Posted by: mikem 12:50 am EDT 06/20/18
In reply to: re: Protest during St. Louis "Jerome Robbins' Broadway" - Singapore/Fling 12:16 am EDT 06/20/18

I'm a little surprised how provincial the Muny management seems to be. The official statement that they eventually put out was very nice, but the initial response was clueless. The show could have put together differently. Not only was there the choice to have a white actress play Tuptim using some weird accent, during the sailors' jaunt through New York in "On the Town," the sailors put on Native American headdresses and make whooping gestures to show that they are having fun. Maybe that was how it was done in 1944 (and 1989), but I would hope we've moved beyond that in 2018. It was very jarring.

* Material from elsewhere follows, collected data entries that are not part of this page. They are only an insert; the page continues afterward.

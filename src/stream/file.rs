use super::{
    element_count, read_full, resolve_seek, seek_from_parts, Datastream, OpenOptions, Rounding,
    Whence,
};
use crate::error::DatastreamResult;
use libc::c_int;
use std::fs::File;
use std::io::{self, BufReader, Error, ErrorKind, Read, Seek, SeekFrom};
use std::path::{Path, PathBuf};
use tracing::*;

/// Buffered stream over a regular file.
#[derive(Debug)]
pub struct FileDatastream {
    reader: BufReader<File>,
    path: PathBuf,
}

impl FileDatastream {
    pub fn open<P: AsRef<Path>>(path: P) -> DatastreamResult<Self> {
        Self::open_with(path, &OpenOptions::default())
    }

    pub fn open_with<P: AsRef<Path>>(path: P, options: &OpenOptions) -> DatastreamResult<Self> {
        let path = path.as_ref().to_path_buf();
        let file = File::open(&path)?;
        debug!(
            "Opened file datastream {path:?} with {} byte buffer",
            options.buffer_capacity
        );
        Ok(Self {
            reader: BufReader::with_capacity(options.buffer_capacity, file),
            path,
        })
    }

    pub fn path(&self) -> &Path {
        &self.path
    }

    pub fn is_buffered(&self) -> bool {
        self.reader.capacity() > 0
    }

    fn len(&self) -> io::Result<u64> {
        self.reader.get_ref().metadata().map(|m| m.len())
    }
}

impl Datastream for FileDatastream {
    fn valid(&self) -> bool {
        self.reader.get_ref().metadata().is_ok()
    }

    fn read_elements(&mut self, buf: &mut [u8], size: usize) -> c_int {
        if size == 0 || buf.is_empty() {
            return 0;
        }
        match read_full(&mut self.reader, buf) {
            Ok(n) => {
                if n < buf.len() {
                    trace!("Short read from {:?}: {n} < {}", self.path, buf.len());
                }
                element_count(n, size, Rounding::Down)
            }
            Err(e) => {
                warn!("Failed to read from {:?}: {e:?}", self.path);
                -1
            }
        }
    }

    fn seek_whence(&mut self, offset: i64, whence: Whence) -> c_int {
        let target = match whence {
            Whence::Set => u64::try_from(offset).ok(),
            Whence::Current => self
                .reader
                .stream_position()
                .ok()
                .and_then(|position| resolve_seek(position, 0, offset, whence)),
            Whence::End => self
                .len()
                .ok()
                .and_then(|len| resolve_seek(0, len, offset, whence)),
        };
        let Some(target) = target else {
            return -1;
        };
        match self.reader.seek(SeekFrom::Start(target)) {
            Ok(_) => 0,
            Err(e) => {
                warn!("Failed to seek {:?} to {target}: {e:?}", self.path);
                -1
            }
        }
    }

    fn tell(&mut self) -> i64 {
        self.reader
            .stream_position()
            .map(|position| position as i64)
            .unwrap_or(-1)
    }

    fn size(&mut self) -> i64 {
        self.len().map(|len| len as i64).unwrap_or(-1)
    }

    fn get_char(&mut self) -> c_int {
        let mut byte = [0u8];
        match read_full(&mut self.reader, &mut byte) {
            Ok(1) => c_int::from(byte[0]),
            _ => -1,
        }
    }

    fn fname(&self) -> Option<&Path> {
        Some(&self.path)
    }

    fn buffering_off(&mut self) -> DatastreamResult<()> {
        if !self.is_buffered() {
            return Ok(());
        }
        // Seeking drops the read-ahead and leaves the shared cursor at the
        // logical position, so the clone picks up exactly where we are.
        let position = self.reader.stream_position()?;
        self.reader.seek(SeekFrom::Start(position))?;
        let file = self.reader.get_ref().try_clone()?;
        self.reader = BufReader::with_capacity(0, file);
        debug!("Buffering off for {:?} at {position}", self.path);
        Ok(())
    }
}

impl Read for FileDatastream {
    fn read(&mut self, buf: &mut [u8]) -> io::Result<usize> {
        self.reader.read(buf)
    }
}

impl Seek for FileDatastream {
    fn seek(&mut self, pos: SeekFrom) -> io::Result<u64> {
        let (offset, whence) = seek_from_parts(pos);
        if self.seek_whence(offset, whence) == 0 {
            self.reader.stream_position()
        } else {
            Err(Error::new(
                ErrorKind::InvalidInput,
                format!("Invalid seek to {pos:?}"),
            ))
        }
    }
}
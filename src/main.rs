use rawstream::exif::TagType;
use rawstream::{AnyDatastream, Datastream, ExifParser};
use std::error::Error;
use std::time::Instant;

const PREVIEW_VALUES: usize = 8;

fn main() -> Result<(), Box<dyn Error>> {
    let Some(path) = std::env::args().nth(1) else {
        eprintln!("usage: rawstream <path>");
        std::process::exit(2);
    };

    println!("Opening `{path}`");
    let mut stream = AnyDatastream::open(&path)?;
    println!("{} datastream, {} bytes", stream.kind(), stream.size());

    let t0 = Instant::now();
    let n = ExifParser::new().parse(&mut stream, |entry, stream| {
        let value = match entry.datatype {
            TagType::Ascii => match entry.read_string(stream) {
                Ok(s) => format!("{s:?}"),
                Err(e) => format!("<{e}>"),
            },
            TagType::Undefined | TagType::Unknown => format!("{} bytes", entry.count),
            _ => match entry.read_values::<f64, _>(stream) {
                Err(e) => format!("<{e}>"),
                Ok(values) => {
                    let shown: Vec<_> = values.iter().take(PREVIEW_VALUES).collect();
                    if values.len() > PREVIEW_VALUES {
                        format!("{shown:?}...")
                    } else {
                        format!("{shown:?}")
                    }
                }
            },
        };
        println!("{entry}: {value}");
        Ok(())
    })?;
    println!("Visited {n} entries in {}us", t0.elapsed().as_micros());
    Ok(())
}
//! Raw image datastreams.
//!
//! A datastream is a sequential byte source a raw decoder pulls from: a
//! buffered file, an unbuffered large file, or bytes already in memory.
//! [`AnyDatastream`] tags which one is in use, and [`ffi`] exposes C read
//! adapters so callback driven decoders can read through an opaque handle.

pub mod error;
pub mod exif;
pub mod ffi;
pub mod io;
pub mod stream;

pub use error::{DatastreamError, DatastreamResult};
pub use exif::{ExifEntry, ExifParser, ExifParserCallback};
pub use ffi::ReadCallback;
pub use stream::{
    AnyDatastream, BigfileDatastream, BufferDatastream, Datastream, DatastreamKind,
    FileDatastream, OpenOptions, ScanFormat, ScanValue, Whence,
};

When St Louis's Public Radio station discussed these issues with Mike Isaacson, the Muny's executive producer, his initial response was dismissive, saying that the protesters had a "shallow understanding" of the show, and saying about the headdresses and whooping gestures that it was just "drunken sailors doing a series of silly acts." I'm glad that he now seems to understand that these issues are complex and could have been handled differently, but it's surprising that even after people protested, he didn't seem to understand what was troubling.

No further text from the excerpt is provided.